MASAKINI.CO – Sirih selama ini menjadi simbol penting dalam berbagai prosesi adat di Aceh. Daun ini hampir selalu hadir dalam momen sakral seperti pernikahan, pertunangan, hingga rapat ureung gampong. Namun, di balik kuatnya tradisi tersebut, pemahaman generasi muda terhadap makna sirih justru kian memudar.
Sejumlah mahasiswa mengaku hanya mengenal sirih sebatas pelengkap adat, tanpa memahami filosofi yang terkandung di dalamnya.
“Saya juga tidak tahu kenapa harus sirih,” ujar seorang mahasiswa di Aceh, Ula, Jumat (1/5/2026).
Hal serupa disampaikan Gea.
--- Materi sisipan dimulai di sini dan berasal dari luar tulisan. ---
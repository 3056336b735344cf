//! secp256k1 signing of EIP-712 digests.

use k256::ecdsa::{RecoveryId, Signature as EcdsaSignature, SigningKey, VerifyingKey};
use k256::elliptic_curve::sec1::ToEncodedPoint;
use serde::{Serialize, Serializer};
use std::fmt;

use crate::eip712::{Address, Word};
use crate::error::{PermitError, Result};

/// Signs digests with a secp256k1 key.
///
/// The wrapped key is zeroized on drop.
pub struct EthSigner {
    key: SigningKey,
}

impl EthSigner {
    pub fn from_bytes(bytes: &[u8; 32]) -> Result<Self> {
        let key = SigningKey::from_slice(bytes)
            .map_err(|_| PermitError::InvalidKey("not a valid secp256k1 scalar".into()))?;
        Ok(Self { key })
    }

    /// Account address of the key.
    pub fn address(&self) -> Address {
        address_of(self.key.verifying_key())
    }

    /// Sign a 32-byte digest, returning `r ‖ s ‖ v` with `v ∈ {27, 28}`.
    pub fn sign_digest(&self, digest: &Word) -> Result<Signature> {
        let (signature, recovery_id) = self
            .key
            .sign_prehash_recoverable(digest)
            .map_err(|e| PermitError::Signing(e.to_string()))?;

        let mut bytes = [0u8; 65];
        bytes[..64].copy_from_slice(&signature.to_bytes());
        bytes[64] = 27 + recovery_id.to_byte();
        Ok(Signature(bytes))
    }
}

fn address_of(key: &VerifyingKey) -> Address {
    let point = ToEncodedPoint::to_encoded_point(key.as_affine(), false);
    Address::from_public_key(&point.as_bytes()[1..])
}

/// A 65-byte recoverable signature.
#[derive(Clone, Copy, PartialEq, Eq)]
pub struct Signature([u8; 65]);

impl Signature {
    pub fn as_bytes(&self) -> &[u8; 65] {
        &self.0
    }

    pub fn v(&self) -> u8 {
        self.0[64]
    }

    /// Recover the signing address for `digest`.
    pub fn recover(&self, digest: &Word) -> Result<Address> {
        let signature = EcdsaSignature::from_slice(&self.0[..64])
            .map_err(|e| PermitError::Signing(e.to_string()))?;
        let recovery_id = self
            .v()
            .checked_sub(27)
            .and_then(RecoveryId::from_byte)
            .ok_or_else(|| PermitError::Signing(format!("invalid recovery byte {}", self.v())))?;

        let key = VerifyingKey::recover_from_prehash(digest, &signature, recovery_id)
            .map_err(|e| PermitError::Signing(e.to_string()))?;
        Ok(address_of(&key))
    }
}

impl fmt::Display for Signature {
    fn fmt(&self, f: &mut fmt::Formatter<'_>) -> fmt::Result {
        write!(f, "0x{}", hex::encode(self.0))
    }
}

impl fmt::Debug for Signature {
    fn fmt(&self, f: &mut fmt::Formatter<'_>) -> fmt::Result {
        write!(f, "Signature({self})")
    }
}

impl Serialize for Signature {
    fn serialize<S: Serializer>(&self, serializer: S) -> std::result::Result<S::Ok, S::Error> {
        serializer.collect_str(self)
    }
}
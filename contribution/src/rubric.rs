//! Deterministic comment-quality rubric.
//!
//! A comment earns a word score (distinct non-trivial words × the class word
//! value) and an element score (formatting constructs × their configured value
//! × the class formatting multiplier). Nothing here calls out of process.

use regex::Regex;
use rust_decimal::Decimal;
use serde::{Deserialize, Serialize};
use std::collections::{BTreeMap, BTreeSet, HashSet};

use crate::error::{ContributionError, Result};
use crate::policy::RubricMultipliers;
use crate::types::{Comment, Participant};

/// Generic and structural tokens that never count as words.
const STOPLIST: &[&str] = &[
    "a", "an", "and", "are", "as", "at", "be", "been", "but", "by", "can", "could", "did", "do",
    "does", "for", "from", "had", "has", "have", "he", "her", "his", "i", "if", "in", "is", "it",
    "its", "just", "me", "my", "no", "not", "of", "on", "or", "our", "she", "so", "that", "the",
    "their", "them", "then", "there", "these", "they", "this", "to", "too", "us", "was", "we",
    "were", "what", "when", "which", "who", "will", "with", "would", "you", "your", "http",
    "https", "www", "com", "html", "png", "jpg", "gif", "br", "nbsp", "td", "tr", "li", "ul",
    "ol", "img", "src", "href",
];

/// Formatting constructs rewarded by the rubric.
#[derive(Debug, Clone, Copy, PartialEq, Eq, Hash, PartialOrd, Ord, Serialize, Deserialize)]
#[serde(rename_all = "snake_case")]
pub enum ElementKind {
    CodeBlock,
    InlineCode,
    Link,
    Image,
    ListItem,
    Heading,
    Blockquote,
    TableRow,
    Emphasis,
}

/// Rubric result for a single comment.
#[derive(Debug, Clone, PartialEq, Serialize, Deserialize)]
pub struct RubricScore {
    /// Comment the score belongs to
    pub comment_id: u64,
    /// Distinct non-trivial words
    pub distinct_words: usize,
    /// Element occurrences by kind
    pub elements: BTreeMap<ElementKind, usize>,
    /// Word-based score
    pub word_score: Decimal,
    /// Structural-element score
    pub element_score: Decimal,
}

impl RubricScore {
    pub fn total(&self) -> Decimal {
        self.word_score + self.element_score
    }
}

/// Accumulated rubric result for one participant within one class.
#[derive(Debug, Clone, PartialEq, Serialize, Deserialize)]
pub struct RubricTotal {
    /// Who the comments belong to
    pub user: Participant,
    /// Per-comment scores in input order
    pub comments: Vec<RubricScore>,
    /// Sum of word scores
    pub word_score: Decimal,
    /// Sum of element scores
    pub element_score: Decimal,
}

impl RubricTotal {
    pub fn total(&self) -> Decimal {
        self.word_score + self.element_score
    }
}

/// Compiled rubric patterns plus element values.
pub struct RubricEngine {
    element_values: BTreeMap<ElementKind, Decimal>,
    stoplist: HashSet<&'static str>,
    code_block: Regex,
    inline_code: Regex,
    image: Regex,
    link: Regex,
    bare_url: Regex,
    line_elements: Vec<(ElementKind, Regex)>,
    word: Regex,
}

impl RubricEngine {
    /// Compile the rubric with the given element values.
    pub fn new(element_values: BTreeMap<ElementKind, Decimal>) -> Result<Self> {
        if let Some((kind, _)) = element_values.iter().find(|(_, v)| v.is_sign_negative() && !v.is_zero()) {
            return Err(ContributionError::InvalidPolicy(format!(
                "element value for {kind:?} is negative"
            )));
        }

        Ok(Self {
            element_values,
            stoplist: STOPLIST.iter().copied().collect(),
            code_block: Regex::new(r"(?s)```.*?```")?,
            inline_code: Regex::new(r"`[^`\n]+`")?,
            image: Regex::new(r"!\[[^\]]*\]\([^)\s]+[^)]*\)")?,
            link: Regex::new(r"\[[^\]]+\]\([^)\s]+[^)]*\)")?,
            bare_url: Regex::new(r"https?://[^\s<>)]+")?,
            line_elements: vec![
                (ElementKind::ListItem, Regex::new(r"(?m)^[ \t]*(?:[-*+]|\d+[.)])[ \t]+\S")?),
                (ElementKind::Heading, Regex::new(r"(?m)^[ \t]{0,3}#{1,6}[ \t]+\S")?),
                (ElementKind::Blockquote, Regex::new(r"(?m)^[ \t]{0,3}>[ \t]?\S")?),
                (
                    ElementKind::TableRow,
                    Regex::new(r"(?m)^[ \t]*\|.*[\p{L}\p{N}].*\|[ \t]*$")?,
                ),
                (ElementKind::Emphasis, Regex::new(r"\*\*[^*\n]+\*\*|__[^_\n]+__")?),
            ],
            word: Regex::new(r"[\p{L}][\p{L}\p{N}'_-]*")?,
        })
    }

    /// Score one comment.
    pub fn score_comment(&self, comment: &Comment, multipliers: &RubricMultipliers) -> RubricScore {
        let mut elements: BTreeMap<ElementKind, usize> = BTreeMap::new();
        let mut text = comment.body.clone();

        // Strip constructs in order so nested markup is counted once.
        let strip_steps = [
            (ElementKind::CodeBlock, &self.code_block),
            (ElementKind::InlineCode, &self.inline_code),
            (ElementKind::Image, &self.image),
            (ElementKind::Link, &self.link),
            (ElementKind::Link, &self.bare_url),
        ];
        for (kind, pattern) in strip_steps {
            let count = pattern.find_iter(&text).count();
            if count > 0 {
                *elements.entry(kind).or_default() += count;
                text = pattern.replace_all(&text, " ").into_owned();
            }
        }

        for (kind, pattern) in &self.line_elements {
            let count = pattern.find_iter(&text).count();
            if count > 0 {
                *elements.entry(*kind).or_default() += count;
            }
        }

        let distinct_words = self.distinct_words(&text).len();

        let element_sum: Decimal = elements
            .iter()
            .map(|(kind, count)| {
                let value = self.element_values.get(kind).copied().unwrap_or_default();
                value * Decimal::from(*count)
            })
            .sum();

        RubricScore {
            comment_id: comment.id,
            distinct_words,
            elements,
            word_score: multipliers.word_value * Decimal::from(distinct_words),
            element_score: element_sum * multipliers.formatting,
        }
    }

    /// Score every comment of one participant within a class.
    ///
    /// Comments are scored independently and summed; there is no
    /// normalization by comment count.
    pub fn score_participant(
        &self,
        user: &Participant,
        comments: &[Comment],
        multipliers: &RubricMultipliers,
    ) -> RubricTotal {
        let scores: Vec<RubricScore> = comments
            .iter()
            .filter(|comment| comment.user.id == user.id)
            .map(|comment| self.score_comment(comment, multipliers))
            .collect();

        RubricTotal {
            user: user.clone(),
            word_score: scores.iter().map(|s| s.word_score).sum(),
            element_score: scores.iter().map(|s| s.element_score).sum(),
            comments: scores,
        }
    }

    fn distinct_words(&self, text: &str) -> BTreeSet<String> {
        self.word
            .find_iter(text)
            .map(|m| {
                m.as_str()
                    .trim_end_matches(['\'', '-', '_'])
                    .to_lowercase()
            })
            .filter(|word| word.chars().count() > 1 && !self.stoplist.contains(word.as_str()))
            .collect()
    }
}

#[cfg(test)]
mod tests {
    use super::*;
    use crate::policy::ScoringPolicy;
    use rust_decimal_macros::dec;

    fn engine() -> RubricEngine {
        RubricEngine::new(ScoringPolicy::default().element_values).unwrap()
    }

    fn unit() -> RubricMultipliers {
        RubricMultipliers::new(dec!(1), dec!(1))
    }

    fn comment(id: u64, body: &str) -> Comment {
        Comment::new(id, body, Participant::human(1, "alice"))
    }

    #[test]
    fn test_distinct_words_skip_stoplist_and_repeats() {
        let score = engine().score_comment(&comment(1, "The parser parser breaks on the input"), &unit());
        // parser, breaks, input
        assert_eq!(score.distinct_words, 3);
        assert_eq!(score.word_score, dec!(3));
        assert_eq!(score.element_score, dec!(0));
    }

    #[test]
    fn test_elements_are_counted() {
        let body = "## Repro\n\n- step one\n- step two\n\n```rust\nfn main() {}\n```\n\nSee [docs](https://example.org/docs) and `cargo test`.";
        let score = engine().score_comment(&comment(1, body), &unit());

        assert_eq!(score.elements.get(&ElementKind::Heading), Some(&1));
        assert_eq!(score.elements.get(&ElementKind::ListItem), Some(&2));
        assert_eq!(score.elements.get(&ElementKind::CodeBlock), Some(&1));
        assert_eq!(score.elements.get(&ElementKind::Link), Some(&1));
        assert_eq!(score.elements.get(&ElementKind::InlineCode), Some(&1));
        // 0.5 + 2 × 0.25 + 1 + 0.5 + 0.5
        assert_eq!(score.element_score, dec!(3.0));
    }

    #[test]
    fn test_code_is_not_counted_as_words() {
        let score = engine().score_comment(&comment(1, "```\nlet alpha = beta;\n```"), &unit());
        assert_eq!(score.distinct_words, 0);
    }

    #[test]
    fn test_multipliers_scale_scores() {
        let body = "Refactor **carefully** please";
        let plain = engine().score_comment(&comment(1, body), &unit());
        let scaled = engine().score_comment(
            &comment(1, body),
            &RubricMultipliers::new(dec!(0.1), dec!(2)),
        );

        assert_eq!(scaled.word_score, plain.word_score * dec!(0.1));
        assert_eq!(scaled.element_score, plain.element_score * dec!(2));
    }

    #[test]
    fn test_adding_comments_never_lowers_total() {
        let engine = engine();
        let alice = Participant::human(1, "alice");
        let bodies = ["Initial report", "/cmd", "", "More context with a [link](https://x.io)", "ok"];

        let mut comments = Vec::new();
        let mut previous = Decimal::ZERO;
        for (i, body) in bodies.iter().enumerate() {
            comments.push(Comment::new(i as u64, *body, alice.clone()));
            let total = engine.score_participant(&alice, &comments, &unit()).total();
            assert!(total >= previous);
            previous = total;
        }
    }

    #[test]
    fn test_other_authors_are_ignored() {
        let engine = engine();
        let alice = Participant::human(1, "alice");
        let comments = vec![
            Comment::new(1, "alpha beta", alice.clone()),
            Comment::new(2, "gamma delta", Participant::human(2, "bob")),
        ];

        let total = engine.score_participant(&alice, &comments, &unit());
        assert_eq!(total.comments.len(), 1);
        assert_eq!(total.word_score, dec!(2));
    }

    #[test]
    fn test_negative_element_values_rejected() {
        let values = BTreeMap::from([(ElementKind::Link, dec!(-0.5))]);
        assert!(RubricEngine::new(values).is_err());
    }
}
Ia mengatakan kehadiran sirih dalam acara adat sudah menjadi hal biasa, meski tidak mengetahui alasan penggunaannya.
“Saya pun tidak tahu,” katanya.
Zakia juga mengungkapkan hal yang sama. Ia mengaku terbiasa melihat sirih dalam setiap kegiatan sakral, namun tidak memahami maknanya.
“Yang saya tahu setiap kegiatan sakral dibawa ini, tapi tidak tahu kenapa,” ujarnya.
Kondisi ini menunjukkan adanya kesenjangan antara praktik budaya yang terus dijalankan dengan pemahaman generasi muda terhadap nilai-nilai yang mendasarinya. Tradisi sirih tetap dipertahankan, tetapi berisiko kehilangan makna jika hanya dijalankan sebagai simbol tanpa pemahaman.
Situasi ini menjadi peringatan bagi pelaku adat dan pemangku kebijakan budaya untuk lebih aktif mengenalkan filosofi di balik simbol-simbol adat kepada generasi muda. Tanpa upaya tersebut, tradisi yang selama ini dijaga berpotensi berubah menjadi sekadar formalitas tanpa makna.